• _Exercise_
Only lines containing "PlainManifest" belong in the answer, each copied from the entries below.

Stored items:
______________________________
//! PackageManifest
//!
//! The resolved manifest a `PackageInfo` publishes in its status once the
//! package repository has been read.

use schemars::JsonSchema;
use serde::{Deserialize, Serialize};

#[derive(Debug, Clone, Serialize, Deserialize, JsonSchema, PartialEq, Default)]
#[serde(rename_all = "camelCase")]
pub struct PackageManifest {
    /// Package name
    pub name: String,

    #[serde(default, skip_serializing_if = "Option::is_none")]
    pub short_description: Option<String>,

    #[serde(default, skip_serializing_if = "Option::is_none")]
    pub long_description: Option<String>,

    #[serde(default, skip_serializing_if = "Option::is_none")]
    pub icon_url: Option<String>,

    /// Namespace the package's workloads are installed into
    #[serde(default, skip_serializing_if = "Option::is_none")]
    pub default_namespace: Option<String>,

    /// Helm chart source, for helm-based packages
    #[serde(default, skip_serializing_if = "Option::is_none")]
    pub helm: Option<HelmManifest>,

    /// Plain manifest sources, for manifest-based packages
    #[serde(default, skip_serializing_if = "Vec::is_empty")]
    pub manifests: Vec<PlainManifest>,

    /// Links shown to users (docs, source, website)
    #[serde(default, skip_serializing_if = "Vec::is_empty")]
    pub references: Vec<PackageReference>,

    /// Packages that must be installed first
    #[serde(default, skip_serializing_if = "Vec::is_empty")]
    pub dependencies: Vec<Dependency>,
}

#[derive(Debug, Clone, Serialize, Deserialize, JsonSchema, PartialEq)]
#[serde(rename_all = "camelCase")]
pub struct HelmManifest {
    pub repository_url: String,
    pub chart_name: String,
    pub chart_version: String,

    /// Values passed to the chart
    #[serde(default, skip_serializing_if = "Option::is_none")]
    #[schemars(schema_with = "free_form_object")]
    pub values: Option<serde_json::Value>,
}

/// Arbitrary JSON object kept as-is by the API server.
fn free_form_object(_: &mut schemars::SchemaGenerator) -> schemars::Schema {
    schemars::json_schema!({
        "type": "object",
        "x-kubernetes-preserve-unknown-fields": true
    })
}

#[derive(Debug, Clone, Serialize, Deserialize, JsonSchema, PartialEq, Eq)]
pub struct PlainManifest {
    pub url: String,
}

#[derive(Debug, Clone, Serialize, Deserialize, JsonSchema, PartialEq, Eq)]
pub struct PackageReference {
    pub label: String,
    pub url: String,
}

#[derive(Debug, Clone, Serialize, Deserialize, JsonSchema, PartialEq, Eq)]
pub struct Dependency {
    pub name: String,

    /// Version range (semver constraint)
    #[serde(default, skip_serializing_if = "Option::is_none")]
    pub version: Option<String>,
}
______________________________
• _Exercise result_
    pub manifests: Vec<PlainManifest>,
pub struct PlainManifest {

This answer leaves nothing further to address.